LBA has been running a promotional million dollar (total prizes) contest for Pour Amour that has involved contestants solving clues, offered five quatrains, which point to the identity of famous cosmetic-using women. There have been several rounds--which opened with millions of contestants--that have resulted in a final round with five remaining prize-seekers. The last round of quatrains was just given to the contestants, in person, last night. So what has these four men in such a tizzy? Louis Dahlman, the brilliant--if difficult--young up-and-coming ad man whose brainchild the contest was and the only man who knew the answers to the contest, is dead. There were two copies of the answers. One set was locked in a safe deposit box that no one has accessed and the other set was in Dahlman's wallet last night. The wallet is now missing. LBA wants to hire Wolfe. Not to solve the murder, but to find out who took the wallet and the answers. If the thief is the killer, then Wolfe is welcome to hand him/her over to the authorities. But all LBA cares about is the integrity of the contest.
Does that bit of hardheartedness towards their former colleague bother Wolfe enough that he doesn't take the case? Of course not. A blank check fee has just been offered to him. So he sets about interviewing the contestants and the members of the firm and believes that he is shaping the case up nicely...until the murderer has the audacity to commit another murder in Wolfe's own office right under his nose. Cramer accuses him of having changed his job from finding the thief to finding a murderer and warns him to stick to his original contract.
Confound it, can a man kill with impunity in my office, with my liquor in my glass?
But, after being hoodwinked (Wolfe's word), the great detective is determined to finish the job he was hired to do. And he's pretty sure he'll be taking care of Cramer's job as well. And if he has to leave the brownstone to do it...well, that's just the price he'll have to pay. After all--he can recoup his losses in that blank check...

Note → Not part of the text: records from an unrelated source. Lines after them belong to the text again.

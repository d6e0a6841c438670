use std::collections::VecDeque;
use std::time::Instant;

use anyhow::{Context, Result};
use log::info;
use rand::Rng;

use engine::{GameEngine, Player};
use model::{GameAnalyzer, PositionMetrics};

use super::{play_self_one, SelfPlayOptions};

/// Plays `num_eps` episodes and collects their training examples.
///
/// The returned queue holds at most `max_len_of_queue` examples. When it overflows the examples
/// of the earliest episodes are dropped first.
pub fn play_self<E, M, R>(
    game_engine: &E,
    analyzer: &M,
    options: &SelfPlayOptions,
    rng: &mut R,
) -> Result<VecDeque<PositionMetrics<E::State>>>
where
    E: GameEngine,
    M: GameAnalyzer<State = E::State>,
    R: Rng,
{
    let starting_run_time = Instant::now();
    let mut examples = VecDeque::with_capacity(options.max_len_of_queue.min(1 << 16));
    let mut num_of_games_played: usize = 0;

    for episode in 0..options.num_eps {
        let self_play_metric = play_self_one(game_engine, analyzer, options, &mut *rng)
            .with_context(|| format!("Self play episode {} failed", episode))?;

        num_of_games_played += 1;

        info!(
            "Number of Actions: {}, Outcome for player one: {:?}, Examples: {}, Elapsed: {:.2}s, Number of Games Played: {}",
            self_play_metric.num_moves(),
            self_play_metric.outcome_for(Player::One),
            self_play_metric.examples().len(),
            starting_run_time.elapsed().as_secs_f32(),
            num_of_games_played
        );

        for example in self_play_metric.into_examples() {
            push_bounded(&mut examples, example, options.max_len_of_queue);
        }
    }

    Ok(examples)
}

fn push_bounded<T>(queue: &mut VecDeque<T>, item: T, max_len: usize) {
    if max_len == 0 {
        return;
    }

    if queue.len() == max_len {
        queue.pop_front();
    }

    queue.push_back(item);
}
pub mod analytics;
pub mod position_metrics;
pub mod uniform;

pub use analytics::*;
pub use position_metrics::*;
pub use uniform::*;
use anyhow::{anyhow, Result};

use crate::node::MCTSNode;
use crate::node_details::PUCT;

/// Keeps the exploration term of an unvisited edge non-degenerate while `N[s]` is zero.
pub const EPS: f32 = 1e-8;

/// Scores every legal action of `node`, in ascending action order.
#[allow(non_snake_case)]
pub fn get_PUCT_for_actions(node: &MCTSNode, cpuct: f32) -> Vec<(usize, PUCT)> {
    let Nsb = node.visits() as f32;
    let root_Nsb = Nsb.sqrt();
    let root_Nsb_eps = (Nsb + EPS).sqrt();

    node.iter_valid_actions()
        .map(|action| {
            let (Nsa, Qsa) = node
                .edge(action)
                .map_or((0, 0.0), |e| (e.visits(), e.value()));
            let Psa = node.priors().get(action).copied().unwrap_or(0.0);

            let Usa = if Nsa > 0 {
                cpuct * Psa * root_Nsb / (1 + Nsa) as f32
            } else {
                cpuct * Psa * root_Nsb_eps
            };

            let PUCT = if Nsa > 0 { Qsa + Usa } else { Usa };

            (
                action,
                PUCT {
                    Nsa,
                    Qsa,
                    Psa,
                    Usa,
                    cpuct,
                    PUCT,
                },
            )
        })
        .collect()
}

/// Picks the legal action with the strictly greatest score. Ties go to the lowest action index.
pub fn select_path(node: &MCTSNode, cpuct: f32) -> Result<usize> {
    let mut best_action = None;
    let mut best_puct = f32::NEG_INFINITY;

    for (action, puct) in get_PUCT_for_actions(node, cpuct) {
        if puct.PUCT > best_puct {
            best_puct = puct.PUCT;
            best_action = Some(action);
        }
    }

    best_action.ok_or_else(|| anyhow!("Node has no selectable actions. This state should have been designated as terminal."))
}

#[cfg(test)]
mod tests {
    use super::*;
    use assert_approx_eq::assert_approx_eq;

    #[test]
    fn test_unvisited_ties_pick_first_action() {
        let node = MCTSNode::new(vec![0.25; 4], vec![true; 4]);

        assert_eq!(select_path(&node, 1.0).unwrap(), 0);
    }

    #[test]
    fn test_ties_pick_first_valid_action() {
        let node = MCTSNode::new(vec![0.0, 0.5, 0.5], vec![false, true, true]);

        assert_eq!(select_path(&node, 1.0).unwrap(), 1);
    }

    #[test]
    fn test_highest_prior_wins_at_fresh_node() {
        let node = MCTSNode::new(vec![0.2, 0.5, 0.3], vec![true; 3]);

        assert_eq!(select_path(&node, 1.0).unwrap(), 1);
    }

    #[test]
    fn test_unvisited_score_uses_eps() {
        let node = MCTSNode::new(vec![0.5, 0.5], vec![true, true]);
        let scores = get_PUCT_for_actions(&node, 2.0);

        assert_approx_eq!(scores[0].1.PUCT, 2.0 * 0.5 * EPS.sqrt(), 1e-9);
        assert_eq!(scores[0].1.Nsa, 0);
    }

    #[test]
    fn test_visited_score_includes_q() {
        let mut node = MCTSNode::new(vec![0.5, 0.5], vec![true, true]);
        node.record(0, 0.5);
        node.record(0, 0.5);
        node.record(1, -1.0);

        let scores = get_PUCT_for_actions(&node, 1.0);
        let (_, puct) = scores[0];

        let expected_usa = 0.5 * (3.0f32).sqrt() / 3.0;
        assert_eq!(puct.Nsa, 2);
        assert_approx_eq!(puct.Qsa, 0.5);
        assert_approx_eq!(puct.Usa, expected_usa);
        assert_approx_eq!(puct.PUCT, 0.5 + expected_usa);
        assert_eq!(select_path(&node, 1.0).unwrap(), 0);
    }

    #[test]
    fn test_invalid_actions_are_never_scored() {
        let node = MCTSNode::new(vec![0.0, 1.0], vec![false, true]);
        let scores = get_PUCT_for_actions(&node, 1.0);

        assert_eq!(scores.len(), 1);
        assert_eq!(scores[0].0, 1);
    }

    #[test]
    fn test_no_valid_actions_is_an_error() {
        let node = MCTSNode::new(vec![0.5, 0.5], vec![false, false]);

        assert!(select_path(&node, 1.0).is_err());
    }

    #[test]
    fn test_selection_is_deterministic() {
        let mut node = MCTSNode::new(vec![0.3, 0.3, 0.4], vec![true; 3]);
        node.record(2, 0.1);
        node.record(0, 0.1);

        let first = select_path(&node, 1.5).unwrap();
        for _ in 0..10 {
            assert_eq!(select_path(&node, 1.5).unwrap(), first);
        }
    }
}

Cleverly plotted with a range of interesting characters--particularly the contestants. It's worth it just for the conversation between Wolfe and the history professor. One drawback--Archie has so little to do. In fact, until the wrap-up at the end, nobody does much of anything. Lots of interviews and talking. Fortunately, Stout knew how to write dialogue and the interactions are interesting, humorous, and enjoyable.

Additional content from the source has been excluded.